**Task item**
The reply should hold every record, copied exactly.

**Data supplied**
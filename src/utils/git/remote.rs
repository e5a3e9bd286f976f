use regex::Regex;
use std::sync::OnceLock;

/// Extract `owner/repo` from a remote URL.
///
/// Accepts scp-like (`git@host:owner/repo.git`), `ssh://`, `https://` and
/// plain filesystem paths; the last two path segments are taken.
///
/// # Examples
/// ```ignore
/// full_name_from_url("git@github.com:alice/site.git")    -> Some("alice/site")
/// full_name_from_url("https://github.com/alice/site")    -> Some("alice/site")
/// full_name_from_url("/srv/git/alice/site.git")          -> Some("alice/site")
/// full_name_from_url("site")                             -> None
/// ```
pub fn full_name_from_url(url: &str) -> Option<String> {
    static RE: OnceLock<Option<Regex>> = OnceLock::new();
    let re = RE
        .get_or_init(|| Regex::new(r"([^/:[:space:]]+)[/:]([^/:[:space:]]+?)(?:\.git)?/*$").ok())
        .as_ref()?;
    let caps = re.captures(url.trim())?;
    Some(format!("{}/{}", &caps[1], &caps[2]))
}

#[cfg(test)]
mod tests {
    use super::*;

    #[test]
    fn test_full_name_from_url() {
        for (url, expected) in [
            ("git@github.com:alice/site.git", "alice/site"),
            ("ssh://git@github.com/alice/site.git", "alice/site"),
            ("https://github.com/alice/site", "alice/site"),
            ("https://github.com/alice/site.git/", "alice/site"),
            ("/tmp/remotes/alice/site_alice_2024-03-01.git", "alice/site_alice_2024-03-01"),
        ] {
            assert_eq!(full_name_from_url(url).as_deref(), Some(expected), "{url}");
        }
    }

    #[test]
    fn test_full_name_from_url_trims_whitespace() {
        assert_eq!(
            full_name_from_url("  git@github.com:alice/site.git\n").as_deref(),
            Some("alice/site")
        );
        assert_eq!(full_name_from_url("alice /site"), None);
    }

    #[test]
    fn test_full_name_from_url_rejects_bare_names() {
        assert_eq!(full_name_from_url("site"), None);
        assert_eq!(full_name_from_url(""), None);
    }
}
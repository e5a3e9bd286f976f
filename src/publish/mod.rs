//! Git publishing session.
//!
//! Drives one local working copy of the site repository through the
//! publishing workflow:
//!
//! ```text
//! CredentialValidator ──► RepositorySession::acquire ──► BranchController
//!                              │ (no copy yet)                 │
//!                              ▼                               ▼
//!                         ForkResolver            [content files written]
//!                                                              │
//!                          PushSynchronizer ◄── StagingCommitter
//! ```
//!
//! Every step returns a typed result and appends to a [`Transcript`]; none
//! of them prints.

mod branch;
mod commit;
mod credential;
mod error;
mod fork;
mod push;
mod report;
mod session;

#[cfg(test)]
pub(crate) mod fixture;

pub use branch::{BranchController, BranchName, BranchOutcome};
pub use commit::{AuthorIdentity, CommitResult, ContentChange, StagingCommitter};
pub use credential::{Credential, CredentialValidator, describe_permission};
pub use error::{AuthError, BranchError, CommitError, ForkError, PushError, SessionError};
pub use fork::{Fork, ForkResolver};
pub use push::{PushResult, PushSynchronizer};
pub use report::{Report, Transcript};
pub use session::{RepositorySession, SessionOptions};

#[cfg(test)]
mod tests {
    use super::{fixture::Fixture, *};
    use crate::utils::date::DateTimeUtc;
    use std::fs;

    #[test]
    fn test_first_article_end_to_end() {
        let fx = Fixture::new();
        let log = Transcript::new();

        let cred = CredentialValidator::new(&fx.host)
            .validate(Some("T1"), Some("alice@example.test"), &log)
            .unwrap();

        let handle = fx
            .session
            .acquire_on(&fx.host, &cred, DateTimeUtc::from_ymd(2024, 3, 1), &log)
            .unwrap();
        assert_eq!(
            handle.remote_full_name.as_deref(),
            Some("alice/site_alice_2024-03-01")
        );

        let branch = BranchName::for_article("My First Post").unwrap();
        let outcome = BranchController::new(&fx.session)
            .start_branch("main", &branch, &log)
            .unwrap();
        assert_eq!(
            outcome,
            BranchOutcome::Created {
                name: "article/my_first_post".into()
            }
        );

        let article = "content/blog/2024/03/my-first-post/index.md";
        let path = fx.session.local_path().join(article);
        fs::create_dir_all(path.parent().unwrap()).unwrap();
        fs::write(&path, "---\ntitle: My First Post\n---\n").unwrap();

        let author = AuthorIdentity::new(&cred.username, &cred.email);
        let change = ContentChange::new("My First Post first commit").with_path(article);
        let commit = StagingCommitter::new(&fx.session, author)
            .commit(&change, &log)
            .unwrap();
        assert!(matches!(commit, CommitResult::Created { .. }));

        let pushed = PushSynchronizer::new(&fx.session, &fx.host)
            .push(&cred, &log)
            .unwrap();
        assert_eq!(
            pushed,
            PushResult::Pushed {
                branch: "article/my_first_post".into()
            }
        );
        assert!(fx.fork_has_branch("alice/site_alice_2024-03-01", "article/my_first_post"));

        let report = Report::from_result(&Ok::<_, PushError>(pushed));
        assert!(report.ok);
        assert_eq!(report.status, "pushed article/my_first_post to origin");
        assert!(log.contains("[clone] cloned alice/site_alice_2024-03-01"));
    }

    #[test]
    fn test_failed_push_does_not_commit() {
        let fx = Fixture::new();
        let log = Transcript::new();
        let cred = fx.credential();
        fx.session
            .acquire_on(&fx.host, &cred, DateTimeUtc::from_ymd(2024, 3, 1), &log)
            .unwrap();
        BranchController::new(&fx.session)
            .start_branch("main", &BranchName::new("article/x").unwrap(), &log)
            .unwrap();

        let head = |fx: &Fixture| {
            fx.session
                .with_working_copy(|c| Ok::<_, SessionError>(c.git().run(["rev-parse", "HEAD"])?))
                .unwrap()
        };
        let before = head(&fx);

        fx.host
            .set_permission("alice/site_alice_2024-03-01", crate::host::PermissionLevel::None);
        let err = PushSynchronizer::new(&fx.session, &fx.host)
            .push(&cred, &log)
            .unwrap_err();
        assert!(!Report::from_result(&Err::<PushResult, _>(err)).ok);
        assert_eq!(head(&fx), before);
    }
}
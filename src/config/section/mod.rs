//! Configuration section definitions.
//!
//! Each module corresponds to a section in `quillpost.toml`:
//!
//! | Module    | TOML Section | Purpose                                  |
//! |-----------|--------------|------------------------------------------|
//! | `repo`    | `[repo]`     | Upstream repository and working copy     |
//! | `host`    | `[host]`     | Forge API endpoint                       |
//! | `content` | `[content]`  | Article/author layout and front matter   |
//! | `commit`  | `[commit]`   | Commit identity and message templates    |

mod commit;
mod content;
mod host;
mod repo;

pub use commit::CommitConfig;
pub use content::ContentConfig;
pub use host::HostConfig;
pub use repo::RepoConfig;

**Exercise solution**
filename src/utils/git/remote.rs
repository e5a3e9bd286f976f
use regex::Regex;
use std::sync::OnceLock;

/// Extract `owner/repo` from a remote URL.
///
/// Accepts scp-like (`git@host:owner/repo.git`), `ssh://`, `https://` and
/// plain filesystem paths; the last two path segments are taken.
///
/// # Examples
/// ```ignore
/// full_name_from_url("git@github.com:alice/site.git")    -> Some("alice/site")
/// full_name_from_url("https://github.com/alice/site")    -> Some("alice/site")
/// full_name_from_url("/srv/git/alice/site.git")          -> Some("alice/site")
/// full_name_from_url("site")                             -> None
/// ```
pub fn full_name_from_url(url: &str) -> Option<String> {
    static RE: OnceLock<Option<Regex>> = OnceLock::new();
    let re = RE
        .get_or_init(|| Regex::new(r"([^/:[:space:]]+)[/:]([^/:[:space:]]+?)(?:\.git)?/*$").ok())
        .as_ref()?;
    let caps = re.captures(url.trim())?;
    Some(format!("{}/{}", &caps[1], &caps[2]))
}

#[cfg(test)]
mod tests {
    use super::*;

    #[test]
    fn test_full_name_from_url() {
        for (url, expected) in [
            ("git@github.com:alice/site.git", "alice/site"),
            ("ssh://git@github.com/alice/site.git", "alice/site"),
            ("https://github.com/alice/site", "alice/site"),
            ("https://github.com/alice/site.git/", "alice/site"),
            ("/tmp/remotes/alice/site_alice_2024-03-01.git", "alice/site_alice_2024-03-01"),
        ] {
            assert_eq!(full_name_from_url(url).as_deref(), Some(expected), "{url}");
        }
    }

    #[test]
    fn test_full_name_from_url_trims_whitespace() {
        assert_eq!(
            full_name_from_url("  git@github.com:alice/site.git\n").as_deref(),
            Some("alice/site")
        );
        assert_eq!(full_name_from_url("alice /site"), None);
    }

    #[test]
    fn test_full_name_from_url_rejects_bare_names() {
        assert_eq!(full_name_from_url("site"), None);
        assert_eq!(full_name_from_url(""), None);
    }
}
repository e5a3e9bd286f976f
filename src/publish/mod.rs
//! Git publishing session.
//!
//! Drives one local working copy of the site repository through the
//! publishing workflow:
//!
//! ```text
//! CredentialValidator ──► RepositorySession::acquire ──► BranchController
//!                              │ (no copy yet)                 │
//!                              ▼                               ▼
//!                         ForkResolver            [content files written]
//!                                                              │
//!                          PushSynchronizer ◄── StagingCommitter
//! ```
//!
//! Every step returns a typed result and appends to a [`Transcript`]; none
//! of them prints.

mod branch;
mod commit;
mod credential;
mod error;
mod fork;
mod push;
mod report;
mod session;

#[cfg(test)]
pub(crate) mod fixture;

pub use branch::{BranchController, BranchName, BranchOutcome};
pub use commit::{AuthorIdentity, CommitResult, ContentChange, StagingCommitter};
pub use credential::{Credential, CredentialValidator, describe_permission};
pub use error::{AuthError, BranchError, CommitError, ForkError, PushError, SessionError};
pub use fork::{Fork, ForkResolver};
pub use push::{PushResult, PushSynchronizer};
pub use report::{Report, Transcript};
pub use session::{RepositorySession, SessionOptions};

#[cfg(test)]
mod tests {
    use super::{fixture::Fixture, *};
    use crate::utils::date::DateTimeUtc;
    use std::fs;

    #[test]
    fn test_first_article_end_to_end() {
        let fx = Fixture::new();
        let log = Transcript::new();

        let cred = CredentialValidator::new(&fx.host)
            .validate(Some("T1"), Some("alice@example.test"), &log)
            .unwrap();

        let handle = fx
            .session
            .acquire_on(&fx.host, &cred, DateTimeUtc::from_ymd(2024, 3, 1), &log)
            .unwrap();
        assert_eq!(
            handle.remote_full_name.as_deref(),
            Some("alice/site_alice_2024-03-01")
        );

        let branch = BranchName::for_article("My First Post").unwrap();
        let outcome = BranchController::new(&fx.session)
            .start_branch("main", &branch, &log)
            .unwrap();
        assert_eq!(
            outcome,
            BranchOutcome::Created {
                name: "article/my_first_post".into()
            }
        );

        let article = "content/blog/2024/03/my-first-post/index.md";
        let path = fx.session.local_path().join(article);
        fs::create_dir_all(path.parent().unwrap()).unwrap();
        fs::write(&path, "---\ntitle: My First Post\n---\n").unwrap();

        let author = AuthorIdentity::new(&cred.username, &cred.email);
        let change = ContentChange::new("My First Post first commit").with_path(article);
        let commit = StagingCommitter::new(&fx.session, author)
            .commit(&change, &log)
            .unwrap();
        assert!(matches!(commit, CommitResult::Created { .. }));

        let pushed = PushSynchronizer::new(&fx.session, &fx.host)
            .push(&cred, &log)
            .unwrap();
        assert_eq!(
            pushed,
            PushResult::Pushed {
                branch: "article/my_first_post".into()
            }
        );
        assert!(fx.fork_has_branch("alice/site_alice_2024-03-01", "article/my_first_post"));

        let report = Report::from_result(&Ok::<_, PushError>(pushed));
        assert!(report.ok);
        assert_eq!(report.status, "pushed article/my_first_post to origin");
        assert!(log.contains("[clone] cloned alice/site_alice_2024-03-01"));
    }

    #[test]
    fn test_failed_push_does_not_commit() {
        let fx = Fixture::new();
        let log = Transcript::new();
        let cred = fx.credential();
        fx.session
            .acquire_on(&fx.host, &cred, DateTimeUtc::from_ymd(2024, 3, 1), &log)
            .unwrap();
        BranchController::new(&fx.session)
            .start_branch("main", &BranchName::new("article/x").unwrap(), &log)
            .unwrap();

        let head = |fx: &Fixture| {
            fx.session
                .with_working_copy(|c| Ok::<_, SessionError>(c.git().run(["rev-parse", "HEAD"])?))
                .unwrap()
        };
        let before = head(&fx);

        fx.host
            .set_permission("alice/site_alice_2024-03-01", crate::host::PermissionLevel::None);
        let err = PushSynchronizer::new(&fx.session, &fx.host)
            .push(&cred, &log)
            .unwrap_err();
        assert!(!Report::from_result(&Err::<PushResult, _>(err)).ok);
        assert_eq!(head(&fx), before);
    }
}
filename src/config/section/mod.rs
//! Configuration section definitions.
//!
//! Each module corresponds to a section in `quillpost.toml`:
//!
//! | Module    | TOML Section | Purpose                                  |
//! |-----------|--------------|------------------------------------------|
//! | `repo`    | `[repo]`     | Upstream repository and working copy     |
//! | `host`    | `[host]`     | Forge API endpoint                       |
//! | `content` | `[content]`  | Article/author layout and front matter   |
//! | `commit`  | `[commit]`   | Commit identity and message templates    |

mod commit;
mod content;
mod host;
mod repo;

pub use commit::CommitConfig;
pub use content::ContentConfig;
pub use host::HostConfig;
pub use repo::RepoConfig;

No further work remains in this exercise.